What the task requires
The line containing "#[tracing::instrument(skip_all)]" marks the start. Return it and every later line of the listing below exactly, ending with the last one.

Stored data
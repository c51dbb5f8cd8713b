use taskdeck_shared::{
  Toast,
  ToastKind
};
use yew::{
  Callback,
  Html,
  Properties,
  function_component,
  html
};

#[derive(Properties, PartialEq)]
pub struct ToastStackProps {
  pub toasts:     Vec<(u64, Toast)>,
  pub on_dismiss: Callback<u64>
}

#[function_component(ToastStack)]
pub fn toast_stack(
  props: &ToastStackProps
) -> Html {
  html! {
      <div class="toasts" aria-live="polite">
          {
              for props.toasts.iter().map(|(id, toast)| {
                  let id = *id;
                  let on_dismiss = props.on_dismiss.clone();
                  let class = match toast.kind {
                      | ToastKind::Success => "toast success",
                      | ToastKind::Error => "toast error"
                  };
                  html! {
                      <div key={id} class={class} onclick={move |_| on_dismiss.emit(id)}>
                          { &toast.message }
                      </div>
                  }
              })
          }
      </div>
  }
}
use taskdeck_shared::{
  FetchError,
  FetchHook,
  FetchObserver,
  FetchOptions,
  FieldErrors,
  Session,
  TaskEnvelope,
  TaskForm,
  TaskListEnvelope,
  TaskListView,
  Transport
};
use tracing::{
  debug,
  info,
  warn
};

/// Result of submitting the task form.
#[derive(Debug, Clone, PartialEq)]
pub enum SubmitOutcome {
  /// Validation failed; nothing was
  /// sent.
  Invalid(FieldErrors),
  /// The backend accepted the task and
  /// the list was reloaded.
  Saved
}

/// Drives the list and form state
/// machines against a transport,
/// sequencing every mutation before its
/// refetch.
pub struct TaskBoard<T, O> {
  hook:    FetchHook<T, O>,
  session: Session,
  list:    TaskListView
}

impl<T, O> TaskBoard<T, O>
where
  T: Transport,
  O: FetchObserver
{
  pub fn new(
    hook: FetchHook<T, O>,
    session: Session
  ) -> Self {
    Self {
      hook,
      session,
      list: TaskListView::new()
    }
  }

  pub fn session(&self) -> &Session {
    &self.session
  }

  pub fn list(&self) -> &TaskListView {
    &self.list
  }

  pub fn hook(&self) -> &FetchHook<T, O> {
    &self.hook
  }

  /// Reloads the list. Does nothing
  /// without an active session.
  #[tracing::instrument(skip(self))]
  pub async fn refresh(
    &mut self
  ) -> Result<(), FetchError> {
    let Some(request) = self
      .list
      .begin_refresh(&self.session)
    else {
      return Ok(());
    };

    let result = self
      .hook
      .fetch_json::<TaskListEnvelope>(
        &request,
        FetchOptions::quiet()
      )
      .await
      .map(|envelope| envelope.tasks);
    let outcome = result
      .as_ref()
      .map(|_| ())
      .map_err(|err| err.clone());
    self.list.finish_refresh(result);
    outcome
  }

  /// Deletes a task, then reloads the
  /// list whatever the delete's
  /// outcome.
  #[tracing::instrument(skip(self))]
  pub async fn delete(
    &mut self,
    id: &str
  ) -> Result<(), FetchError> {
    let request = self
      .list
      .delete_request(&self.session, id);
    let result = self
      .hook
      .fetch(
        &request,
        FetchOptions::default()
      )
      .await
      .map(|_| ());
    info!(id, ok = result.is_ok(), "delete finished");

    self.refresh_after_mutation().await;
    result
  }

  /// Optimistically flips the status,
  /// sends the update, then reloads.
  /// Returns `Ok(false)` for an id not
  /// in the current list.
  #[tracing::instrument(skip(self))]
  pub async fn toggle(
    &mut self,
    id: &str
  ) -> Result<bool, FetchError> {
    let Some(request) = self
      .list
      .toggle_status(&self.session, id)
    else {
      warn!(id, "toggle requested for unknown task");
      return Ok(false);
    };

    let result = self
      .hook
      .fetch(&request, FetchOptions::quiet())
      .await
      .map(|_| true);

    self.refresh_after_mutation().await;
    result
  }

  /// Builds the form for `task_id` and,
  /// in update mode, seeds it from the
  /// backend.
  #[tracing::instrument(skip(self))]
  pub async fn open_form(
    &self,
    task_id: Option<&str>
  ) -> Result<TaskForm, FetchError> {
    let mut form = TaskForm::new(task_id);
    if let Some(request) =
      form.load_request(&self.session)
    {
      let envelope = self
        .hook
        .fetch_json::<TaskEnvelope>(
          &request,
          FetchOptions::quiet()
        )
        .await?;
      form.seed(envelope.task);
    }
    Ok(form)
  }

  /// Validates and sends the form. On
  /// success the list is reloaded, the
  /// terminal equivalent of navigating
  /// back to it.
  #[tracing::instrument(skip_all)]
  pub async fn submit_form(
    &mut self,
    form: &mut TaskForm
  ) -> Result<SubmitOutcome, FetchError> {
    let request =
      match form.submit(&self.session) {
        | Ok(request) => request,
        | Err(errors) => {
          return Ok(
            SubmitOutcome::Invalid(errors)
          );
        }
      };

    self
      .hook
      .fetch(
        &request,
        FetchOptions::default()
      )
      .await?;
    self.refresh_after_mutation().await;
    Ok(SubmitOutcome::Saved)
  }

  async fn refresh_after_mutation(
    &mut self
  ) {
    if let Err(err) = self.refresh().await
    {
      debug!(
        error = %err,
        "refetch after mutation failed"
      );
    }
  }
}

Task response
  #[tracing::instrument(skip_all)]
  pub async fn submit_form(
    &mut self,
    form: &mut TaskForm
  ) -> Result<SubmitOutcome, FetchError> {
    let request =
      match form.submit(&self.session) {
        | Ok(request) => request,
        | Err(errors) => {
          return Ok(
            SubmitOutcome::Invalid(errors)
          );
        }
      };

    self
      .hook
      .fetch(
        &request,
        FetchOptions::default()
      )
      .await?;
    self.refresh_after_mutation().await;
    Ok(SubmitOutcome::Saved)
  }

  async fn refresh_after_mutation(
    &mut self
  ) {
    if let Err(err) = self.refresh().await
    {
      debug!(
        error = %err,
        "refetch after mutation failed"
      );
    }
  }
}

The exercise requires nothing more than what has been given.